[Stored data entries]
use chrono::{DateTime, Utc};
use rand::Rng;
use serde::Serialize;
use sqlx::sqlite::SqliteRow;
use sqlx::Row;
use tokio::time::{sleep, Duration};
use tracing::{debug, error, info};
use url::Url;
use urlnorm::UrlNormalizer;

use super::core::{Database, DbLockErrorExt};
use super::source::Source;
use crate::parse::CandidateArticle;
use crate::relevance::RelevanceTag;
use crate::TARGET_DB;

/// An ingested article as stored.
#[derive(Debug, Clone, Serialize)]
pub struct Article {
    pub id: i64,
    pub source_id: i64,
    pub source_name: String,
    pub title: String,
    pub url: String,
    pub normalized_url: String,
    pub published_at: Option<DateTime<Utc>>,
    pub fetched_at: DateTime<Utc>,
    pub excerpt: Option<String>,
    pub matched_keywords: Vec<String>,
    pub relevance_score: i64,
    pub promoted: bool,
}

fn parse_timestamp(raw: &str) -> Result<DateTime<Utc>, sqlx::Error> {
    DateTime::parse_from_rfc3339(raw)
        .map(|d| d.with_timezone(&Utc))
        .map_err(|e| sqlx::Error::Decode(Box::new(e)))
}

fn article_from_row(row: &SqliteRow) -> Result<Article, sqlx::Error> {
    let published_at: Option<String> = row.get("published_at");
    let fetched_at: String = row.get("fetched_at");
    let matched_keywords: String = row.get("matched_keywords");

    Ok(Article {
        id: row.get("id"),
        source_id: row.get("source_id"),
        source_name: row.get("source_name"),
        title: row.get("title"),
        url: row.get("url"),
        normalized_url: row.get("normalized_url"),
        published_at: published_at.as_deref().map(parse_timestamp).transpose()?,
        fetched_at: parse_timestamp(&fetched_at)?,
        excerpt: row.get("excerpt"),
        matched_keywords: serde_json::from_str(&matched_keywords)
            .map_err(|e| sqlx::Error::Decode(Box::new(e)))?,
        relevance_score: row.get("relevance_score"),
        promoted: row.get("promoted"),
    })
}

fn normalize(url: &str) -> Result<String, sqlx::Error> {
    let parsed = Url::parse(url).map_err(|e| {
        error!(target: TARGET_DB, "Attempted to ingest an invalid URL ({}): {}", url, e);
        sqlx::Error::Protocol("Invalid URL provided".into())
    })?;
    Ok(UrlNormalizer::default().compute_normalization_string(&parsed))
}

impl Database {
    /// Ingest a candidate article, deduplicating by canonical URL.
    ///
    /// Returns the stored record and whether this call created it. An already
    /// seen URL comes back untouched: no field, including the relevance tag,
    /// is updated. The UNIQUE constraint on `normalized_url` is the
    /// authoritative backstop; a conflict on insert is treated the same as
    /// the fast-path existence hit.
    pub async fn add_article(
        &self,
        source: &Source,
        candidate: &CandidateArticle,
        tag: &RelevanceTag,
    ) -> Result<(Article, bool), sqlx::Error> {
        let normalized_url = normalize(&candidate.url)?;

        // Fast path: known URL, return as-is.
        if let Some(existing) = self.article_by_normalized(&normalized_url).await? {
            debug!(target: TARGET_DB, "Article already ingested: {}", candidate.url);
            return Ok((existing, false));
        }

        let matched_keywords =
            serde_json::to_string(&tag.matched).unwrap_or_else(|_| "[]".to_string());
        let fetched_at = Utc::now();

        let mut backoff = 100; // initial delay in milliseconds
        let max_retries = 5;

        for attempt in 1..=max_retries {
            let inserted = sqlx::query_as::<_, (i64,)>(
                r#"
                INSERT INTO articles (source_id, source_name, title, url, normalized_url,
                                      published_at, fetched_at, excerpt, matched_keywords,
                                      relevance_score, promoted)
                VALUES (?1, ?2, ?3, ?4, ?5, ?6, ?7, ?8, ?9, ?10, FALSE)
                ON CONFLICT(normalized_url) DO NOTHING
                RETURNING id
                "#,
            )
            .bind(source.id)
            .bind(&source.name)
            .bind(&candidate.title)
            .bind(&candidate.url)
            .bind(&normalized_url)
            .bind(candidate.published_at.map(|d| d.to_rfc3339()))
            .bind(fetched_at.to_rfc3339())
            .bind(&candidate.excerpt)
            .bind(&matched_keywords)
            .bind(tag.score)
            .fetch_optional(self.pool())
            .await;

            match inserted {
                Ok(Some((id,))) => {
                    info!(target: TARGET_DB, "Article ingested: {} with id {}", candidate.url, id);
                    return Ok((
                        Article {
                            id,
                            source_id: source.id,
                            source_name: source.name.clone(),
                            title: candidate.title.clone(),
                            url: candidate.url.clone(),
                            normalized_url,
                            published_at: candidate.published_at,
                            fetched_at,
                            excerpt: candidate.excerpt.clone(),
                            matched_keywords: tag.matched.clone(),
                            relevance_score: tag.score,
                            promoted: false,
                        },
                        true,
                    ));
                }
                // Conflict: someone else inserted it between our check and now.
                Ok(None) => {
                    let existing = self
                        .article_by_normalized(&normalized_url)
                        .await?
                        .ok_or_else(|| {
                            sqlx::Error::Protocol("Conflicting article row vanished".into())
                        })?;
                    return Ok((existing, false));
                }
                Err(err) => {
                    if err.is_database_lock_error() {
                        info!(target: TARGET_DB, "Database is locked, waiting {}ms before retrying attempt {}/{}: {}", backoff, attempt, max_retries, candidate.url);
                        sleep(Duration::from_millis(backoff)).await;
                        backoff = backoff.saturating_mul(2); // exponential backoff
                        if attempt == max_retries {
                            // Introduce some randomness to avoid the "thundering herd problem"
                            let random_jitter = rand::rng().random_range(0..200);
                            backoff += random_jitter;
                            sleep(Duration::from_millis(backoff)).await;
                        }
                    } else {
                        error!(target: TARGET_DB, "Failed to ingest article: {}", err);
                        return Err(err);
                    }
                }
            }
        }

        Err(sqlx::Error::Protocol(
            "Maximum retries exceeded for ingesting article".into(),
        ))
    }

    /// Look an article up by any URL that canonicalizes to it.
    pub async fn article_by_url(&self, url: &str) -> Result<Option<Article>, sqlx::Error> {
        let normalized_url = normalize(url)?;
        self.article_by_normalized(&normalized_url).await
    }

    async fn article_by_normalized(
        &self,
        normalized_url: &str,
    ) -> Result<Option<Article>, sqlx::Error> {
        let row = sqlx::query("SELECT * FROM articles WHERE normalized_url = ?1")
            .bind(normalized_url)
            .fetch_optional(self.pool())
            .await?;
        row.as_ref().map(article_from_row).transpose()
    }

    pub async fn mark_promoted(&self, id: i64) -> Result<bool, sqlx::Error> {
        let result = sqlx::query("UPDATE articles SET promoted = TRUE WHERE id = ?1")
            .bind(id)
            .execute(self.pool())
            .await?;
        Ok(result.rows_affected() > 0)
    }

    pub async fn delete_articles_by_source(&self, source_id: i64) -> Result<u64, sqlx::Error> {
        let result = sqlx::query("DELETE FROM articles WHERE source_id = ?1")
            .bind(source_id)
            .execute(self.pool())
            .await?;
        debug!(target: TARGET_DB, "Deleted {} articles for source {}", result.rows_affected(), source_id);
        Ok(result.rows_affected())
    }
}

#[cfg(test)]
mod tests {
    use super::*;
    use crate::db::testing::temp_database;
    use crate::db::SourceKind;

    async fn seeded_source(db: &Database) -> Source {
        let id = db
            .insert_source("Example News", "https://example.com/feed.xml", SourceKind::Feed, 24)
            .await
            .unwrap();
        db.get_source(id).await.unwrap().unwrap()
    }

    fn candidate(url: &str) -> CandidateArticle {
        CandidateArticle {
            title: "New sea turtles nesting site".to_string(),
            url: url.to_string(),
            published_at: None,
            excerpt: Some("A new nesting site was found.".to_string()),
        }
    }

    fn tag() -> RelevanceTag {
        RelevanceTag {
            matched: vec!["sea turtles".to_string()],
            score: 25,
        }
    }

    #[tokio::test]
    async fn ingestion_is_idempotent() {
        let db = temp_database().await;
        let source = seeded_source(&db).await;

        let (first, was_new) = db
            .add_article(&source, &candidate("https://example.com/turtles"), &tag())
            .await
            .unwrap();
        assert!(was_new);
        assert_eq!(first.relevance_score, 25);
        assert_eq!(first.matched_keywords, vec!["sea turtles"]);
        assert!(!first.promoted);

        let (second, was_new) = db
            .add_article(&source, &candidate("https://example.com/turtles"), &tag())
            .await
            .unwrap();
        assert!(!was_new);
        assert_eq!(second.id, first.id);
    }

    #[tokio::test]
    async fn reingestion_never_touches_existing_fields() {
        let db = temp_database().await;
        let source = seeded_source(&db).await;

        let (article, _) = db
            .add_article(&source, &candidate("https://example.com/turtles"), &tag())
            .await
            .unwrap();
        assert!(db.mark_promoted(article.id).await.unwrap());

        let richer_tag = RelevanceTag {
            matched: vec!["sea turtles".to_string(), "habitat".to_string()],
            score: 40,
        };
        let (unchanged, was_new) = db
            .add_article(&source, &candidate("https://example.com/turtles"), &richer_tag)
            .await
            .unwrap();
        assert!(!was_new);
        assert!(unchanged.promoted);
        assert_eq!(unchanged.relevance_score, 25);
    }

    #[tokio::test]
    async fn lookup_by_equivalent_url() {
        let db = temp_database().await;
        let source = seeded_source(&db).await;

        db.add_article(&source, &candidate("https://example.com/turtles"), &tag())
            .await
            .unwrap();

        // Tracking parameters normalize away.
        let found = db
            .article_by_url("https://example.com/turtles?utm_source=newsletter")
            .await
            .unwrap();
        assert!(found.is_some());
    }

    #[tokio::test]
    async fn delete_by_source_clears_articles() {
        let db = temp_database().await;
        let source = seeded_source(&db).await;

        db.add_article(&source, &candidate("https://example.com/a"), &tag())
            .await
            .unwrap();
        db.add_article(&source, &candidate("https://example.com/b"), &tag())
            .await
            .unwrap();

        assert_eq!(db.delete_articles_by_source(source.id).await.unwrap(), 2);
        assert!(db
            .article_by_url("https://example.com/a")
            .await
            .unwrap()
            .is_none());
    }

    #[tokio::test]
    async fn invalid_url_is_rejected() {
        let db = temp_database().await;
        let source = seeded_source(&db).await;
        let err = db
            .add_article(&source, &candidate("not a url"), &tag())
            .await
            .unwrap_err();
        assert!(matches!(err, sqlx::Error::Protocol(_)));
    }
}
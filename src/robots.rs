//! Robots-exclusion compliance gate.
//!
//! Rules are fetched per origin, cached for an hour, and consulted before
//! every content fetch. An unreachable or failing robots.txt leaves the
//! origin fully permissive, the standard crawling convention. The cache is an
//! explicit object owned by whatever composes a sweep, never a hidden
//! singleton, so tests can construct short-TTL instances.

use dashmap::DashMap;
use std::time::{Duration, Instant};
use texting_robots::Robot;
use tracing::{debug, warn};
use url::Url;

use crate::error::{IngestError, Result};
use crate::fetch::SafeFetcher;
use crate::TARGET_WEB_REQUEST;

pub const ROBOTS_FETCH_TIMEOUT: Duration = Duration::from_secs(5);
pub const DEFAULT_ROBOTS_TTL: Duration = Duration::from_secs(3600);

/// Outcome of a robots check. When `allowed` is false the caller must skip
/// the fetch; when `crawl_delay` is present the caller must sleep that long
/// immediately before fetching.
#[derive(Debug, Clone)]
pub struct RobotsVerdict {
    pub allowed: bool,
    pub crawl_delay: Option<Duration>,
    pub reason: Option<String>,
}

impl RobotsVerdict {
    fn permissive() -> Self {
        Self {
            allowed: true,
            crawl_delay: None,
            reason: None,
        }
    }
}

struct CacheEntry {
    /// `None` marks a permissive origin (robots.txt unreachable or non-2xx).
    rules: Option<String>,
    fetched_at: Instant,
}

/// Process-wide cache of per-origin robots.txt rule sets.
///
/// Entries are idempotent to recompute, so population races between
/// concurrent sweeps are benign.
pub struct RobotsCache {
    ttl: Duration,
    entries: DashMap<String, CacheEntry>,
}

impl Default for RobotsCache {
    fn default() -> Self {
        Self::new()
    }
}

impl RobotsCache {
    pub fn new() -> Self {
        Self::with_ttl(DEFAULT_ROBOTS_TTL)
    }

    pub fn with_ttl(ttl: Duration) -> Self {
        Self {
            ttl,
            entries: DashMap::new(),
        }
    }

    /// Authorize a fetch of `url` on behalf of `agent`.
    pub async fn check(
        &self,
        fetcher: &SafeFetcher,
        url: &str,
        agent: &str,
    ) -> Result<RobotsVerdict> {
        let parsed = Url::parse(url)
            .map_err(|e| IngestError::InvalidInput(format!("malformed URL {url:?}: {e}")))?;
        let origin = origin_of(&parsed)?;

        let Some(rules) = self.rules_for(fetcher, &origin).await else {
            return Ok(RobotsVerdict::permissive());
        };

        let robot = match Robot::new(agent, rules.as_bytes()) {
            Ok(robot) => robot,
            Err(err) => {
                // Unparseable rules fall back to permissive, same as absent.
                warn!(target: TARGET_WEB_REQUEST, "unparseable robots.txt for {}: {}", origin, err);
                return Ok(RobotsVerdict::permissive());
            }
        };

        if robot.allowed(url) {
            // The delay comes off the wire as a raw float; out-of-range
            // values (overflow, NaN, negative) are dropped rather than
            // trusted.
            let crawl_delay = robot
                .delay
                .and_then(|secs| Duration::try_from_secs_f32(secs).ok());
            Ok(RobotsVerdict {
                allowed: true,
                crawl_delay,
                reason: None,
            })
        } else {
            Ok(RobotsVerdict {
                allowed: false,
                crawl_delay: None,
                reason: Some(format!(
                    "{origin}/robots.txt disallows this path for {agent}"
                )),
            })
        }
    }

    /// Cached rules for an origin, fetching on miss or expiry.
    async fn rules_for(&self, fetcher: &SafeFetcher, origin: &str) -> Option<String> {
        if let Some(entry) = self.entries.get(origin) {
            if entry.fetched_at.elapsed() < self.ttl {
                debug!(target: TARGET_WEB_REQUEST, "robots cache hit for {}", origin);
                return entry.rules.clone();
            }
        }

        let robots_url = format!("{origin}/robots.txt");
        let rules = match fetcher
            .fetch_with_timeout(&robots_url, ROBOTS_FETCH_TIMEOUT)
            .await
        {
            Ok(page) => Some(page.body),
            Err(err) => {
                debug!(
                    target: TARGET_WEB_REQUEST,
                    "robots.txt unavailable for {} ({}), treating origin as permissive", origin, err
                );
                None
            }
        };

        self.entries.insert(
            origin.to_string(),
            CacheEntry {
                rules: rules.clone(),
                fetched_at: Instant::now(),
            },
        );
        rules
    }
}

fn origin_of(url: &Url) -> Result<String> {
    let host = url
        .host_str()
        .ok_or_else(|| IngestError::InvalidInput(format!("URL {url} has no host")))?;
    match url.port() {
        Some(port) => Ok(format!("{}://{}:{}", url.scheme(), host, port)),
        None => Ok(format!("{}://{}", url.scheme(), host)),
    }
}
//! Source-type detection for newly added URLs.
//!
//! A URL is classified as a syndication feed or a plain HTML page, with a
//! best-effort upgrade: pages that advertise a feed are reclassified to the
//! advertised feed URL when it verifies. Verification failures degrade back
//! to treating the URL as a page, never to an error.

use feed_rs::parser;
use once_cell::sync::Lazy;
use scraper::{Html, Selector};
use std::io::Cursor;
use tracing::{debug, info};
use url::Url;

use crate::db::SourceKind;
use crate::error::Result;
use crate::fetch::{FetchedPage, SafeFetcher};
use crate::TARGET_WEB_REQUEST;

/// How many advertised feed candidates get a verification fetch.
const MAX_FEED_CANDIDATES: usize = 3;

static FEED_LINK_SEL: Lazy<Selector> =
    Lazy::new(|| Selector::parse(r#"link[rel="alternate"]"#).expect("valid selector"));
static ANCHOR_SEL: Lazy<Selector> =
    Lazy::new(|| Selector::parse("a[href]").expect("valid selector"));
static TITLE_SEL: Lazy<Selector> = Lazy::new(|| Selector::parse("title").expect("valid selector"));

/// The classified source: the URL to store (possibly a discovered feed URL
/// rather than the one the user gave) and a display name.
#[derive(Debug, Clone)]
pub struct Detection {
    pub kind: SourceKind,
    pub url: String,
    pub name: String,
}

/// Classify `url`. The initial fetch failing is a hard error; everything
/// after it degrades gracefully.
pub async fn detect_source(fetcher: &SafeFetcher, url: &str) -> Result<Detection> {
    let page = fetcher.fetch(url).await?;

    if looks_like_feed(&page) {
        let name = feed_title(&page.body).unwrap_or_else(|| host_name(&page.url));
        return Ok(Detection {
            kind: SourceKind::Feed,
            url: page.url.to_string(),
            name,
        });
    }

    // Page with an advertised feed: prefer monitoring the feed itself.
    for candidate in advertised_feeds(&page.body, &page.url) {
        match fetcher.fetch(candidate.as_str()).await {
            Ok(feed_page) if looks_like_feed(&feed_page) => {
                info!(
                    target: TARGET_WEB_REQUEST,
                    "Discovered feed {} advertised by {}", candidate, url
                );
                let name = feed_title(&feed_page.body)
                    .or_else(|| page_title(&page.body))
                    .unwrap_or_else(|| host_name(&page.url));
                return Ok(Detection {
                    kind: SourceKind::Feed,
                    url: feed_page.url.to_string(),
                    name,
                });
            }
            Ok(_) => {
                debug!(target: TARGET_WEB_REQUEST, "Advertised feed {} is not a feed", candidate);
            }
            Err(err) => {
                debug!(
                    target: TARGET_WEB_REQUEST,
                    "Advertised feed {} unreachable ({}), staying with the page", candidate, err
                );
            }
        }
    }

    let name = page_title(&page.body).unwrap_or_else(|| host_name(&page.url));
    Ok(Detection {
        kind: SourceKind::Page,
        url: page.url.to_string(),
        name,
    })
}

/// Feed iff the content type says so or the body carries feed markers.
fn looks_like_feed(page: &FetchedPage) -> bool {
    if let Some(content_type) = &page.content_type {
        let lowered = content_type.to_lowercase();
        if lowered.contains("rss") || lowered.contains("atom") || lowered.contains("xml") {
            return true;
        }
    }
    has_feed_markers(&page.body)
}

fn has_feed_markers(body: &str) -> bool {
    let trimmed = body.trim_start_matches('\u{feff}').trim_start();
    trimmed.starts_with("<?xml")
        || trimmed.contains("<rss")
        || trimmed.contains("<feed")
        || trimmed.contains("<channel>")
        || trimmed.contains("<entry>")
}

/// Feed URLs the page's markup advertises, most explicit first.
fn advertised_feeds(body: &str, base: &Url) -> Vec<Url> {
    let document = Html::parse_document(body);
    let mut candidates = Vec::new();

    for link in document.select(&FEED_LINK_SEL) {
        let Some(href) = link.value().attr("href") else {
            continue;
        };
        let type_attr = link.value().attr("type").unwrap_or("").to_lowercase();
        if type_attr.contains("rss") || type_attr.contains("atom") || type_attr.contains("xml") {
            if let Ok(resolved) = base.join(href) {
                candidates.push(resolved);
            }
        }
    }

    for anchor in document.select(&ANCHOR_SEL) {
        let Some(href) = anchor.value().attr("href") else {
            continue;
        };
        let text = anchor.text().collect::<String>().to_lowercase();
        let href_lower = href.to_lowercase();
        let mentions_feed = ["rss", "feed", "atom"]
            .iter()
            .any(|needle| href_lower.contains(needle) || text.contains(needle));
        if mentions_feed {
            if let Ok(resolved) = base.join(href) {
                candidates.push(resolved);
            }
        }
    }

    candidates.dedup_by(|a, b| a.as_str() == b.as_str());
    candidates.truncate(MAX_FEED_CANDIDATES);
    candidates
}

fn feed_title(body: &str) -> Option<String> {
    let feed = parser::parse(Cursor::new(body.as_bytes())).ok()?;
    feed.title
        .map(|t| t.content.trim().to_string())
        .filter(|t| !t.is_empty())
}

fn page_title(body: &str) -> Option<String> {
    let document = Html::parse_document(body);
    document
        .select(&TITLE_SEL)
        .next()
        .map(|title| title.text().collect::<String>().trim().to_string())
        .filter(|t| !t.is_empty())
}

/// Hostname with a leading `www.` stripped, the last-resort display name.
fn host_name(url: &Url) -> String {
    url.host_str()
        .map(|host| host.trim_start_matches("www.").to_string())
        .unwrap_or_else(|| url.to_string())
}
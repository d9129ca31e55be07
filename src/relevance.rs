//! Relevance tagging of extracted articles against an organization's
//! keyword profile. Pure functions, no I/O.

use regex::Regex;
use serde::{Deserialize, Serialize};
use std::collections::HashSet;
use std::path::Path;

/// Read-only keyword profile supplied by the surrounding system.
#[derive(Debug, Clone, Default, Serialize, Deserialize)]
pub struct KeywordProfile {
    #[serde(default)]
    pub focus_areas: Vec<String>,
    #[serde(default)]
    pub preferred_terms: Vec<String>,
    #[serde(default)]
    pub enabled_objectives: Vec<String>,
}

impl KeywordProfile {
    pub fn from_file(path: &Path) -> anyhow::Result<Self> {
        let raw = std::fs::read_to_string(path)?;
        Ok(serde_json::from_str(&raw)?)
    }
}

/// Seed terms contributed by each objective category an organization can
/// enable.
pub const OBJECTIVE_SEED_TERMS: &[(&str, &[&str])] = &[
    (
        "education",
        &["learn", "learning", "science", "research", "study", "discovery"],
    ),
    (
        "environment",
        &["climate", "conservation", "sustainability", "wildlife", "pollution", "habitat"],
    ),
    (
        "health",
        &["health", "wellness", "medicine", "disease", "treatment", "nutrition"],
    ),
    (
        "community",
        &["community", "neighborhood", "volunteer", "civic", "local"],
    ),
    (
        "equity",
        &["equity", "inclusion", "justice", "rights", "accessibility"],
    ),
    (
        "arts",
        &["art", "culture", "museum", "music", "theater", "creative"],
    ),
    (
        "youth",
        &["youth", "children", "school", "mentorship", "family"],
    ),
    (
        "economy",
        &["economy", "jobs", "employment", "workforce", "entrepreneurship"],
    ),
];

const FOCUS_MATCH_POINTS: i64 = 25;
const KEYWORD_MATCH_POINTS: i64 = 15;

#[derive(Debug, Clone, Default, Serialize)]
pub struct RelevanceTag {
    /// Matched keywords in keyword-iteration order.
    pub matched: Vec<String>,
    /// Clamped to [0, 100].
    pub score: i64,
}

/// Score an article's title and excerpt against the profile.
///
/// Matching is exact word-boundary matching on the lowercased text;
/// substrings inside other words do not count.
pub fn tag_relevance(profile: &KeywordProfile, title: &str, excerpt: &str) -> RelevanceTag {
    let keywords = build_keywords(profile);
    let focus_terms: HashSet<String> = profile
        .focus_areas
        .iter()
        .map(|term| term.trim().to_lowercase())
        .collect();

    let haystack = format!("{} {}", title, excerpt).to_lowercase();

    let mut matched = Vec::new();
    let mut score = 0i64;
    for keyword in &keywords {
        let Ok(re) = Regex::new(&format!(r"\b{}\b", regex::escape(keyword))) else {
            continue;
        };
        if re.is_match(&haystack) {
            score += if focus_terms.contains(keyword) {
                FOCUS_MATCH_POINTS
            } else {
                KEYWORD_MATCH_POINTS
            };
            matched.push(keyword.clone());
        }
    }

    RelevanceTag {
        matched,
        score: score.clamp(0, 100),
    }
}

/// Union of focus areas, preferred terms, and enabled-objective seed terms,
/// normalized (lowercase, trimmed, deduped, terms under two characters
/// dropped) while preserving first-seen order.
fn build_keywords(profile: &KeywordProfile) -> Vec<String> {
    let mut seen = HashSet::new();
    let mut keywords = Vec::new();

    let mut push = |term: &str| {
        let normalized = term.trim().to_lowercase();
        if normalized.chars().count() < 2 {
            return;
        }
        if seen.insert(normalized.clone()) {
            keywords.push(normalized);
        }
    };

    for term in &profile.focus_areas {
        push(term);
    }
    for term in &profile.preferred_terms {
        push(term);
    }
    for objective in &profile.enabled_objectives {
        let objective = objective.trim().to_lowercase();
        if let Some((_, seeds)) = OBJECTIVE_SEED_TERMS
            .iter()
            .find(|(name, _)| *name == objective)
        {
            for seed in seeds.iter() {
                push(seed);
            }
        }
    }

    keywords
}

◆ What you are asked to do:
Only lines that contain the string "initial" count; pick each one out of the records and copy it.

◆ Answer to the exercise:
        let mut backoff = 100; // initial delay in milliseconds
/// Classify `url`. The initial fetch failing is a hard error; everything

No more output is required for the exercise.